◆ **Problem to solve**: Please repeat, without alteration, the line containing "pub mod criticality;" and every line that follows it to the end of the entries below, and only those lines.

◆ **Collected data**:

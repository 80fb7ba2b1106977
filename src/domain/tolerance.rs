// ISO 286-2 shaft and housing fit tolerances
use super::error::CalcError;
use super::units::microns_to_mm;
use serde::{Deserialize, Serialize};

/// One diameter range `(min, max]` of a fit class with its deviations in µm.
#[derive(Debug, Clone, Copy, PartialEq)]
pub struct DeviationBand {
    pub min_mm: f64,
    pub max_mm: f64,
    pub upper_um: f64,
    pub lower_um: f64,
}

impl DeviationBand {
    const fn new(min_mm: f64, max_mm: f64, upper_um: f64, lower_um: f64) -> Self {
        Self {
            min_mm,
            max_mm,
            upper_um,
            lower_um,
        }
    }

    /// Open on the left, closed on the right.
    pub fn contains(&self, diameter: f64) -> bool {
        self.min_mm < diameter && diameter <= self.max_mm
    }
}

#[derive(Debug, Clone, Copy)]
pub struct FitClass {
    pub name: &'static str,
    pub bands: &'static [DeviationBand],
}

#[derive(Debug, Clone, Copy, PartialEq, Eq, Serialize, Deserialize)]
#[serde(rename_all = "lowercase")]
pub enum PartKind {
    Shaft,
    Housing,
}

pub static SHAFT_FITS: &[FitClass] = &[
    FitClass {
        name: "h6",
        bands: &[
            DeviationBand::new(18.0, 30.0, 0.0, -13.0),
            DeviationBand::new(30.0, 50.0, 0.0, -16.0),
            DeviationBand::new(50.0, 80.0, 0.0, -19.0),
            DeviationBand::new(80.0, 120.0, 0.0, -22.0),
        ],
    },
    FitClass {
        name: "j6",
        bands: &[
            DeviationBand::new(18.0, 30.0, 9.0, -4.0),
            DeviationBand::new(30.0, 50.0, 11.0, -5.0),
            DeviationBand::new(50.0, 80.0, 12.0, -7.0),
            DeviationBand::new(80.0, 120.0, 13.0, -9.0),
        ],
    },
    FitClass {
        name: "k6",
        bands: &[
            DeviationBand::new(18.0, 30.0, 15.0, 2.0),
            DeviationBand::new(30.0, 50.0, 18.0, 2.0),
            DeviationBand::new(50.0, 80.0, 21.0, 2.0),
            DeviationBand::new(80.0, 120.0, 25.0, 3.0),
        ],
    },
    FitClass {
        name: "m6",
        bands: &[
            DeviationBand::new(18.0, 30.0, 21.0, 8.0),
            DeviationBand::new(30.0, 50.0, 25.0, 9.0),
            DeviationBand::new(50.0, 80.0, 30.0, 11.0),
            DeviationBand::new(80.0, 120.0, 35.0, 13.0),
        ],
    },
    FitClass {
        name: "n6",
        bands: &[
            DeviationBand::new(18.0, 30.0, 28.0, 15.0),
            DeviationBand::new(30.0, 50.0, 33.0, 17.0),
            DeviationBand::new(50.0, 80.0, 39.0, 20.0),
            DeviationBand::new(80.0, 120.0, 45.0, 23.0),
        ],
    },
];

pub static HOUSING_FITS: &[FitClass] = &[
    FitClass {
        name: "H7",
        bands: &[
            DeviationBand::new(18.0, 30.0, 21.0, 0.0),
            DeviationBand::new(30.0, 50.0, 25.0, 0.0),
            DeviationBand::new(50.0, 80.0, 30.0, 0.0),
            DeviationBand::new(80.0, 120.0, 35.0, 0.0),
            DeviationBand::new(120.0, 180.0, 40.0, 0.0),
        ],
    },
    FitClass {
        name: "J7",
        bands: &[
            DeviationBand::new(18.0, 30.0, 12.0, -9.0),
            DeviationBand::new(30.0, 50.0, 14.0, -11.0),
            DeviationBand::new(50.0, 80.0, 18.0, -12.0),
            DeviationBand::new(80.0, 120.0, 22.0, -13.0),
        ],
    },
    FitClass {
        name: "K7",
        bands: &[
            DeviationBand::new(18.0, 30.0, 2.0, -19.0),
            DeviationBand::new(30.0, 50.0, 2.0, -23.0),
            DeviationBand::new(50.0, 80.0, 2.0, -28.0),
            DeviationBand::new(80.0, 120.0, 3.0, -32.0),
        ],
    },
    FitClass {
        name: "M7",
        bands: &[
            DeviationBand::new(18.0, 30.0, -1.0, -22.0),
            DeviationBand::new(30.0, 50.0, -2.0, -27.0),
            DeviationBand::new(50.0, 80.0, -3.0, -33.0),
            DeviationBand::new(80.0, 120.0, -3.0, -38.0),
        ],
    },
    FitClass {
        name: "P7",
        bands: &[
            DeviationBand::new(18.0, 30.0, -11.0, -32.0),
            DeviationBand::new(30.0, 50.0, -14.0, -39.0),
            DeviationBand::new(50.0, 80.0, -17.0, -47.0),
            DeviationBand::new(80.0, 120.0, -20.0, -55.0),
        ],
    },
];

impl PartKind {
    pub fn catalog(&self) -> &'static [FitClass] {
        match self {
            PartKind::Shaft => SHAFT_FITS,
            PartKind::Housing => HOUSING_FITS,
        }
    }

    /// Fit class selected when switching to this catalog.
    pub fn default_fit_class(&self) -> &'static str {
        match self {
            PartKind::Shaft => "k6",
            PartKind::Housing => "H7",
        }
    }

    pub fn fit_class(&self, name: &str) -> Option<&'static FitClass> {
        self.catalog().iter().find(|fit| fit.name == name)
    }
}

#[derive(Debug, Clone, Copy, PartialEq, Serialize)]
#[serde(rename_all = "camelCase")]
pub struct ToleranceResult {
    pub nominal_diameter: f64,
    pub upper_limit: f64,
    pub lower_limit: f64,
    pub tolerance_band: f64,
    pub upper_deviation_mm: f64,
    pub lower_deviation_mm: f64,
    pub upper_deviation_um: f64,
    pub lower_deviation_um: f64,
}

/// Resolve the limits of a nominal diameter (mm) for a fit class.
///
/// Every `Err` is a "not found" outcome: unknown class, unusable diameter,
/// or a diameter outside the class's table (including the table's own lower
/// edge, which the open interval excludes).
pub fn lookup(
    nominal_diameter: f64,
    fit_class: &str,
    part: PartKind,
) -> Result<ToleranceResult, CalcError> {
    if !nominal_diameter.is_finite() || nominal_diameter <= 0.0 {
        return Err(CalcError::InvalidInput {
            field: "nominalDiameter",
            reason: "must be a positive number",
        });
    }

    let fit = part
        .fit_class(fit_class)
        .ok_or_else(|| CalcError::UnknownFitClass(fit_class.to_string()))?;

    let band = fit
        .bands
        .iter()
        .find(|band| band.contains(nominal_diameter))
        .ok_or(CalcError::OutOfRange {
            diameter: nominal_diameter,
        })?;

    let upper_mm = microns_to_mm(band.upper_um);
    let lower_mm = microns_to_mm(band.lower_um);

    Ok(ToleranceResult {
        nominal_diameter,
        upper_limit: nominal_diameter + upper_mm,
        lower_limit: nominal_diameter + lower_mm,
        tolerance_band: upper_mm - lower_mm,
        upper_deviation_mm: upper_mm,
        lower_deviation_mm: lower_mm,
        upper_deviation_um: band.upper_um,
        lower_deviation_um: band.lower_um,
    })
}

#[cfg(test)]
mod tests {
    use super::*;

    const EPS: f64 = 1e-9;

    #[test]
    fn test_right_closed_boundary() {
        // 30 belongs to (18, 30], not (30, 50]
        let at_30 = lookup(30.0, "k6", PartKind::Shaft).unwrap();
        assert_eq!(at_30.upper_limit, 30.0 + 0.015);
        assert_eq!(at_30.upper_deviation_um, 15.0);

        let above_30 = lookup(30.0001, "k6", PartKind::Shaft).unwrap();
        assert_eq!(above_30.upper_deviation_um, 18.0);
    }

    #[test]
    fn test_first_lower_edge_is_not_found() {
        let err = lookup(18.0, "k6", PartKind::Shaft).unwrap_err();
        assert_eq!(err, CalcError::OutOfRange { diameter: 18.0 });
        assert!(lookup(18.0001, "k6", PartKind::Shaft).is_ok());
    }

    #[test]
    fn test_out_of_range_and_invalid() {
        assert!(matches!(
            lookup(120.5, "k6", PartKind::Shaft),
            Err(CalcError::OutOfRange { .. })
        ));
        assert!(matches!(
            lookup(0.0, "k6", PartKind::Shaft),
            Err(CalcError::InvalidInput { .. })
        ));
        assert!(matches!(
            lookup(-5.0, "H7", PartKind::Housing),
            Err(CalcError::InvalidInput { .. })
        ));
        assert!(matches!(
            lookup(f64::NAN, "H7", PartKind::Housing),
            Err(CalcError::InvalidInput { .. })
        ));
    }

    #[test]
    fn test_catalogs_are_separate() {
        assert_eq!(
            lookup(50.0, "H7", PartKind::Shaft).unwrap_err(),
            CalcError::UnknownFitClass("H7".to_string())
        );
        assert!(lookup(50.0, "k6", PartKind::Housing).is_err());
        assert_eq!(PartKind::Shaft.default_fit_class(), "k6");
        assert_eq!(PartKind::Housing.default_fit_class(), "H7");
        assert!(PartKind::Housing.fit_class(PartKind::Housing.default_fit_class()).is_some());
    }

    #[test]
    fn test_housing_limits() {
        let result = lookup(50.0, "K7", PartKind::Housing).unwrap();
        assert!((result.upper_limit - 50.002).abs() < EPS);
        assert!((result.lower_limit - 49.977).abs() < EPS);
        assert!((result.tolerance_band - 0.025).abs() < EPS);

        // H7 runs one band further than the other housing classes
        let result = lookup(150.0, "H7", PartKind::Housing).unwrap();
        assert!((result.upper_limit - 150.040).abs() < EPS);
        assert!(lookup(150.0, "P7", PartKind::Housing).is_err());
    }

    #[test]
    fn test_tables_are_contiguous() {
        for part in [PartKind::Shaft, PartKind::Housing] {
            for fit in part.catalog() {
                for pair in fit.bands.windows(2) {
                    assert_eq!(pair[0].max_mm, pair[1].min_mm, "gap in {}", fit.name);
                }
                for band in fit.bands {
                    assert!(band.upper_um > band.lower_um, "inverted band in {}", fit.name);
                }
            }
        }
    }
}
// Domain layer - Condition classification and engineering calculators
pub mod alignment;
pub mod anomaly;
pub mod asset;
pub mod balancing;
pub mod criticality;
pub mod error;
pub mod fmeca;
pub mod kpi;
pub mod severity;
pub mod tolerance;
pub mod units;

◆ **Output of the task**:
pub mod criticality;
pub mod error;
pub mod fmeca;
pub mod kpi;
pub mod severity;
pub mod tolerance;
pub mod units;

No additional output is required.